**Data supplied**.
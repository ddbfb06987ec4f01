//! Typed domain events and the notification collaborator.
//!
//! The core never assumes a subscriber exists. Delivery is fire-and-forget:
//! a failed delivery is logged at `warn` and never undoes the state change
//! that produced it.

use crate::types::{Booking, BookingId, BookingStatus, UsageRecord, WaitlistEntry};
use serde::Serialize;
use std::future::Future;
use std::sync::atomic::{AtomicBool, Ordering};
use std::sync::{Arc, Mutex, PoisonError};
use thiserror::Error;
use tokio::sync::broadcast;

/// Something that happened and that a notification channel may act on.
#[derive(Clone, Debug, PartialEq, Serialize)]
#[serde(tag = "type", rename_all = "snake_case")]
pub enum DomainEvent {
    /// A booking was admitted and persisted.
    BookingCreated {
        /// The new booking
        booking: Booking,
    },
    /// A booking moved between lifecycle states.
    StatusChanged {
        /// The booking after the change
        booking: Booking,
        /// Previous status
        from: BookingStatus,
        /// New status
        to: BookingStatus,
    },
    /// A guest was checked in.
    CheckedIn {
        /// The booking after check-in
        booking: Booking,
    },
    /// Someone joined a waitlist.
    WaitlistJoined {
        /// The new entry
        entry: WaitlistEntry,
    },
    /// A waitlist entry received a time-boxed offer.
    WaitlistPromoted {
        /// The promoted entry
        entry: WaitlistEntry,
    },
    /// A waitlist offer lapsed unclaimed.
    WaitlistOfferExpired {
        /// The expired entry
        entry: WaitlistEntry,
    },
    /// A waitlist offer was claimed by a booking.
    WaitlistConverted {
        /// The converted entry
        entry: WaitlistEntry,
        /// Booking that claimed it
        booking_id: BookingId,
    },
    /// A coupon or pass use was recorded.
    UsageRecorded {
        /// The usage record
        record: UsageRecord,
    },
}

impl DomainEvent {
    /// Stable event name, used in logs.
    #[must_use]
    pub const fn name(&self) -> &'static str {
        match self {
            Self::BookingCreated { .. } => "booking_created",
            Self::StatusChanged { .. } => "status_changed",
            Self::CheckedIn { .. } => "checked_in",
            Self::WaitlistJoined { .. } => "waitlist_joined",
            Self::WaitlistPromoted { .. } => "waitlist_promoted",
            Self::WaitlistOfferExpired { .. } => "waitlist_offer_expired",
            Self::WaitlistConverted { .. } => "waitlist_converted",
            Self::UsageRecorded { .. } => "usage_recorded",
        }
    }
}

/// Why a notification could not be delivered.
#[derive(Debug, Clone, PartialEq, Eq, Error)]
pub enum NotifyError {
    /// The downstream channel is gone.
    #[error("notification channel closed")]
    Closed,

    /// The downstream channel refused the event.
    #[error("delivery failed: {0}")]
    Delivery(String),
}

/// Notification collaborator.
///
/// Implementations send confirmations, status changes and waitlist offers
/// over whatever channel the host provides.
pub trait Notifier: Send + Sync + 'static {
    /// Deliver one event.
    ///
    /// # Errors
    ///
    /// Returns [`NotifyError`] if the event could not be handed off.
    fn notify(&self, event: DomainEvent) -> impl Future<Output = Result<(), NotifyError>> + Send;
}

impl<N: Notifier> Notifier for Arc<N> {
    fn notify(&self, event: DomainEvent) -> impl Future<Output = Result<(), NotifyError>> + Send {
        (**self).notify(event)
    }
}

/// Deliver `event`, logging and swallowing any failure.
pub async fn deliver<N: Notifier>(notifier: &N, event: DomainEvent) {
    let name = event.name();
    match notifier.notify(event).await {
        Ok(()) => tracing::debug!(event = name, "Notification delivered"),
        Err(error) => tracing::warn!(event = name, %error, "Notification delivery failed"),
    }
}

/// Writes every event to the structured log.
#[derive(Debug, Clone, Copy, Default)]
pub struct LogNotifier;

impl Notifier for LogNotifier {
    async fn notify(&self, event: DomainEvent) -> Result<(), NotifyError> {
        match &event {
            DomainEvent::BookingCreated { booking } => tracing::info!(
                booking_id = %booking.id,
                code = %booking.confirmation_code,
                email = %booking.customer.email,
                status = %booking.status,
                "Send booking confirmation"
            ),
            DomainEvent::StatusChanged { booking, from, to } => tracing::info!(
                booking_id = %booking.id,
                %from,
                %to,
                "Send status change"
            ),
            DomainEvent::CheckedIn { booking } => tracing::info!(
                booking_id = %booking.id,
                by = booking.checked_in_by.as_deref().unwrap_or("-"),
                "Guest checked in"
            ),
            DomainEvent::WaitlistJoined { entry } => tracing::info!(
                entry_id = %entry.id,
                scope = %entry.scope(),
                position = entry.position,
                "Send waitlist confirmation"
            ),
            DomainEvent::WaitlistPromoted { entry } => tracing::info!(
                entry_id = %entry.id,
                email = %entry.customer.email,
                expires_at = ?entry.expires_at,
                "Send waitlist offer"
            ),
            DomainEvent::WaitlistOfferExpired { entry } => {
                tracing::info!(entry_id = %entry.id, "Waitlist offer expired");
            },
            DomainEvent::WaitlistConverted { entry, booking_id } => tracing::info!(
                entry_id = %entry.id,
                %booking_id,
                "Waitlist offer claimed"
            ),
            DomainEvent::UsageRecorded { record } => tracing::info!(
                credential_id = %record.credential_id,
                booking_id = %record.booking_id,
                discount = %record.discount,
                "Credential used"
            ),
        }
        Ok(())
    }
}

/// Fans events out to in-process subscribers.
#[derive(Debug, Clone)]
pub struct BroadcastNotifier {
    sender: broadcast::Sender<DomainEvent>,
}

impl BroadcastNotifier {
    /// Creates a channel buffering up to `capacity` events per lagging subscriber.
    #[must_use]
    pub fn new(capacity: usize) -> Self {
        let (sender, _) = broadcast::channel(capacity.max(1));
        Self { sender }
    }

    /// Subscribe to every event delivered from now on.
    #[must_use]
    pub fn subscribe(&self) -> broadcast::Receiver<DomainEvent> {
        self.sender.subscribe()
    }
}

impl Notifier for BroadcastNotifier {
    async fn notify(&self, event: DomainEvent) -> Result<(), NotifyError> {
        // No receivers is not a failure.
        if self.sender.receiver_count() == 0 {
            return Ok(());
        }
        self.sender
            .send(event)
            .map(|_| ())
            .map_err(|_| NotifyError::Closed)
    }
}

/// Captures delivered events for assertions.
///
/// A notifier built with [`failing`](Self::failing) records nothing and
/// reports every delivery as failed.
#[derive(Debug, Clone, Default)]
pub struct RecordingNotifier {
    events: Arc<Mutex<Vec<DomainEvent>>>,
    fail: Arc<AtomicBool>,
}

impl RecordingNotifier {
    /// A notifier that accepts every event.
    #[must_use]
    pub fn new() -> Self {
        Self::default()
    }

    /// A notifier that rejects every event.
    #[must_use]
    pub fn failing() -> Self {
        let notifier = Self::default();
        notifier.fail.store(true, Ordering::SeqCst);
        notifier
    }

    /// Every event delivered so far.
    #[must_use]
    pub fn events(&self) -> Vec<DomainEvent> {
        self.events
            .lock()
            .unwrap_or_else(PoisonError::into_inner)
            .clone()
    }

    /// Names of every event delivered so far.
    #[must_use]
    pub fn names(&self) -> Vec<&'static str> {
        self.events().iter().map(DomainEvent::name).collect()
    }

    /// Forget recorded events.
    pub fn clear(&self) {
        self.events
            .lock()
            .unwrap_or_else(PoisonError::into_inner)
            .clear();
    }
}

impl Notifier for RecordingNotifier {
    async fn notify(&self, event: DomainEvent) -> Result<(), NotifyError> {
        if self.fail.load(Ordering::SeqCst) {
            return Err(NotifyError::Delivery("recording notifier set to fail".into()));
        }
        self.events
            .lock()
            .unwrap_or_else(PoisonError::into_inner)
            .push(event);
        Ok(())
    }
}
impl<N> WaitlistEnvironment<N> {
    /// Creates a new `WaitlistEnvironment`
    #[must_use]
    pub const fn new(clock: Arc<dyn Clock>, notifier: Arc<N>, policy: WaitlistPolicy) -> Self {
        Self {
            clock,
            notifier,
            policy,
        }
    }
}

impl<N> Clone for WaitlistEnvironment<N> {
    fn clone(&self) -> Self {
        Self {
            clock: Arc::clone(&self.clock),
            notifier: Arc::clone(&self.notifier),
            policy: self.policy.clone(),
        }
    }
}

// ============================================================================
// Reducer
// ============================================================================

/// Reducer for one waitlist scope.
#[derive(Debug)]
pub struct WaitlistReducer<N> {
    _phantom: PhantomData<fn() -> N>,
}

impl<N> WaitlistReducer<N> {
    /// Creates a new `WaitlistReducer`
    #[must_use]
    pub const fn new() -> Self {
        Self {
            _phantom: PhantomData,
        }
    }
}

impl<N> Default for WaitlistReducer<N> {
    fn default() -> Self {
        Self::new()
    }
}

impl<N> Clone for WaitlistReducer<N> {
    fn clone(&self) -> Self {
        Self::new()
    }
}

impl<N: Notifier> WaitlistReducer<N> {
    fn apply_event(state: &mut WaitlistState, action: &WaitlistAction) {
        match action {
            WaitlistAction::Joined { entry } => {
                state.joined = Some(entry.id);
                state.entries.push((**entry).clone());
            },
            WaitlistAction::Promoted {
                entry_id,
                at,
                expires_at,
            } => {
                if let Some(entry) = state.entry_mut(*entry_id) {
                    entry.status = WaitlistStatus::Notified;
                    entry.notified_at = Some(*at);
                    entry.expires_at = Some(*expires_at);
                    entry.updated_at = *at;
                }
                state.promoted.push(*entry_id);
            },
            WaitlistAction::OfferExpired { entry_id, at } => {
                if let Some(entry) = state.entry_mut(*entry_id) {
                    entry.status = WaitlistStatus::Expired;
                    entry.updated_at = *at;
                }
                state.expired.push(*entry_id);
            },
            WaitlistAction::Converted {
                entry_id,
                booking_id,
                at,
            } => {
                if let Some(entry) = state.entry_mut(*entry_id) {
                    entry.status = WaitlistStatus::Converted;
                    entry.converted_booking_id = Some(*booking_id);
                    entry.updated_at = *at;
                }
                state.converted = Some(*entry_id);
            },
            WaitlistAction::Rejected { error } => {
                state.last_error = Some(error.clone());
            },
            // Commands are not applied
            WaitlistAction::Join { .. }
            | WaitlistAction::Promote { .. }
            | WaitlistAction::Convert { .. } => {},
        }
    }

    fn reject(
        state: &mut WaitlistState,
        error: BookingError,
    ) -> SmallVec<[Effect<WaitlistAction>; 4]> {
        tracing::warn!(scope = %state.scope, %error, "Waitlist command rejected");
        Self::apply_event(state, &WaitlistAction::Rejected { error });
        SmallVec::new()
    }

    fn notify(env: &WaitlistEnvironment<N>, event: DomainEvent) -> Effect<WaitlistAction> {
        let notifier = Arc::clone(&env.notifier);
        async_effect! {
            deliver(&notifier, event).await;
            None
        }
    }

    fn entry_events<F>(
        state: &WaitlistState,
        ids: &[WaitlistEntryId],
        env: &WaitlistEnvironment<N>,
        event: F,
    ) -> Vec<Effect<WaitlistAction>>
    where
        F: Fn(WaitlistEntry) -> DomainEvent,
    {
        ids.iter()
            .filter_map(|id| state.entry(*id))
            .map(|entry| Self::notify(env, event(entry.clone())))
            .collect()
    }

    fn expire_lapsed(state: &mut WaitlistState, now: DateTime<Utc>) {
        let lapsed: Vec<WaitlistEntryId> = state
            .entries
            .iter()
            .filter(|e| e.offer_lapsed(now))
            .map(|e| e.id)
            .collect();
        for entry_id in &lapsed {
            Self::apply_event(
                state,
                &WaitlistAction::OfferExpired {
                    entry_id: *entry_id,
                    at: now,
                },
            );
        }
    }

    /// Offers free units to waiting entries in position order.
    ///
    /// The head is never skipped: when it does not fit, nobody behind it is offered.
    fn promote_heads(
        state: &mut WaitlistState,
        available: Option<u32>,
        env: &WaitlistEnvironment<N>,
    ) {
        let now = env.clock.now();
        let cap = env.policy.max_live_offers.max(1);
        let mut live = state.live_offers(now);
        let mut free = available.map(|units| units.saturating_sub(state.offered_units(now)));

        while let Some((head, demand)) = state.head().map(|e| (e.id, e.demand())) {
            if live >= cap || free.is_some_and(|left| demand > left) {
                state.held_back = free != Some(0);
                break;
            }
            Self::apply_event(
                state,
                &WaitlistAction::Promoted {
                    entry_id: head,
                    at: now,
                    expires_at: now + env.policy.offer_window(),
                },
            );
            live += 1;
            free = free.map(|left| left.saturating_sub(demand));
        }
    }

    fn promotion_effects(
        state: &WaitlistState,
        env: &WaitlistEnvironment<N>,
    ) -> SmallVec<[Effect<WaitlistAction>; 4]> {
        let mut effects = Self::entry_events(state, &state.expired, env, |entry| {
            DomainEvent::WaitlistOfferExpired { entry }
        });
        effects.extend(Self::entry_events(state, &state.promoted, env, |entry| {
            DomainEvent::WaitlistPromoted { entry }
        }));

        if effects.is_empty() {
            SmallVec::new()
        } else {
            smallvec![Effect::merge(effects)]
        }
    }
}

**What you should do**.
Only the lines from the first line of the records through the one containing "The new entry" should be reproduced, exactly, with both of them included.

**Problem solution**.
repository ddbfb06987ec4f01
//! Typed domain events and the notification collaborator.
//!
//! The core never assumes a subscriber exists. Delivery is fire-and-forget:
//! a failed delivery is logged at `warn` and never undoes the state change
//! that produced it.

use crate::types::{Booking, BookingId, BookingStatus, UsageRecord, WaitlistEntry};
use serde::Serialize;
use std::future::Future;
use std::sync::atomic::{AtomicBool, Ordering};
use std::sync::{Arc, Mutex, PoisonError};
use thiserror::Error;
use tokio::sync::broadcast;

/// Something that happened and that a notification channel may act on.
#[derive(Clone, Debug, PartialEq, Serialize)]
#[serde(tag = "type", rename_all = "snake_case")]
pub enum DomainEvent {
    /// A booking was admitted and persisted.
    BookingCreated {
        /// The new booking
        booking: Booking,
    },
    /// A booking moved between lifecycle states.
    StatusChanged {
        /// The booking after the change
        booking: Booking,
        /// Previous status
        from: BookingStatus,
        /// New status
        to: BookingStatus,
    },
    /// A guest was checked in.
    CheckedIn {
        /// The booking after check-in
        booking: Booking,
    },
    /// Someone joined a waitlist.
    WaitlistJoined {
        /// The new entry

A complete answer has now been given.